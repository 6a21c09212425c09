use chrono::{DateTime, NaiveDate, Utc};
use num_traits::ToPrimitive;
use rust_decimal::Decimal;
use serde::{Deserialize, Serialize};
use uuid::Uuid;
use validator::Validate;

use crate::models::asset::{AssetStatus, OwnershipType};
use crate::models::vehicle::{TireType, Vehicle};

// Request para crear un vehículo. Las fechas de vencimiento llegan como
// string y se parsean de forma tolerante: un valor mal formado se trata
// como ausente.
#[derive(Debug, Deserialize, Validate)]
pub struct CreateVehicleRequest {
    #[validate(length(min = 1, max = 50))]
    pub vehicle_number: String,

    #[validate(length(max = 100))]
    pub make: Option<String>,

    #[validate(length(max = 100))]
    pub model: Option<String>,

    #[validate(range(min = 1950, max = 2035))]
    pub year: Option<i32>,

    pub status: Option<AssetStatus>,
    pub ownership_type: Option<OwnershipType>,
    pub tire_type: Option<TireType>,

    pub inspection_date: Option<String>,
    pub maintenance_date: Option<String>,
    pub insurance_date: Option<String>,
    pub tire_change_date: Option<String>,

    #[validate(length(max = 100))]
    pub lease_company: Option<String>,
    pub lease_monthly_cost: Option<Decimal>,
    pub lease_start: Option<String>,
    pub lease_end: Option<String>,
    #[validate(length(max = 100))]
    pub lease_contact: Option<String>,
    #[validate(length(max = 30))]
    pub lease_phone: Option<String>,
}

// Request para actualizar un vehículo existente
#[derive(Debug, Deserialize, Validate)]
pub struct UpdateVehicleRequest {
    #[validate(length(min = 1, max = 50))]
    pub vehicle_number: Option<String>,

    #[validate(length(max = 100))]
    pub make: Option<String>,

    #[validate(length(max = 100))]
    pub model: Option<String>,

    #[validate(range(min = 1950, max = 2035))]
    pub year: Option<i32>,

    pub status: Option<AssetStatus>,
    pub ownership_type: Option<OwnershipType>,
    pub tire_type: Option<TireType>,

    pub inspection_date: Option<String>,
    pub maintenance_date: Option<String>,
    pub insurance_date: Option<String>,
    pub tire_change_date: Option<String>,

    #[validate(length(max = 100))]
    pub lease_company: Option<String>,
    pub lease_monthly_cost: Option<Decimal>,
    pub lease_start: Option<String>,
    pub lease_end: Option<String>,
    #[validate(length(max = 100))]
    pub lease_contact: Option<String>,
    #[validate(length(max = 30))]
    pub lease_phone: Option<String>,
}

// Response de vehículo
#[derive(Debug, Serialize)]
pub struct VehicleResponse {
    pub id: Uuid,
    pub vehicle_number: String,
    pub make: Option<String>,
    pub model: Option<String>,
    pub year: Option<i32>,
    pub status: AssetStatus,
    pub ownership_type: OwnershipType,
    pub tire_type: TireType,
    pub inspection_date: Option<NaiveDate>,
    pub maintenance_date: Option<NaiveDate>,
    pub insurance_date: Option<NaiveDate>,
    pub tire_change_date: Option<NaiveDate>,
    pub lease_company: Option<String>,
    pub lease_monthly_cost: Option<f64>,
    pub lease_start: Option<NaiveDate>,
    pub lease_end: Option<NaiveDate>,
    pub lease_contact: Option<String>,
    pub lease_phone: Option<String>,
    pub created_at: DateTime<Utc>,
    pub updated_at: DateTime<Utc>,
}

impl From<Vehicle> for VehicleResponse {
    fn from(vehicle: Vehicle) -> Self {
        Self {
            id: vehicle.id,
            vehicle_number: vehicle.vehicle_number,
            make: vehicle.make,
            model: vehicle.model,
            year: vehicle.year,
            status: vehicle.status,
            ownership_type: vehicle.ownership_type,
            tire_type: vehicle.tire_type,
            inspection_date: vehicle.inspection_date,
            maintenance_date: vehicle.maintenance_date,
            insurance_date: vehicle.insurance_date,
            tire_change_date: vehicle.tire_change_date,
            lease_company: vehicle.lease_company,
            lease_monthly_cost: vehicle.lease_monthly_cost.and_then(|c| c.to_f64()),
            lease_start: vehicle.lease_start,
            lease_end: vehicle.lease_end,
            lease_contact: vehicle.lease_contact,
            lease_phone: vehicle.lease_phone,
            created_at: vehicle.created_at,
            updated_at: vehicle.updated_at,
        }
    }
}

__________________________________________________

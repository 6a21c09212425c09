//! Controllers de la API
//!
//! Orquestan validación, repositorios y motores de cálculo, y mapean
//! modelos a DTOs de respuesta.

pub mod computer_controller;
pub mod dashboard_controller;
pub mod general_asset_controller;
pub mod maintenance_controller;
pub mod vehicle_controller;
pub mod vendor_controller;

__________________________________________________

### Work request
A complete answer lists each line of the data that holds the word "crate".

### Output below
use crate::models::asset::{AssetStatus, OwnershipType};
use crate::models::vehicle::{TireType, Vehicle};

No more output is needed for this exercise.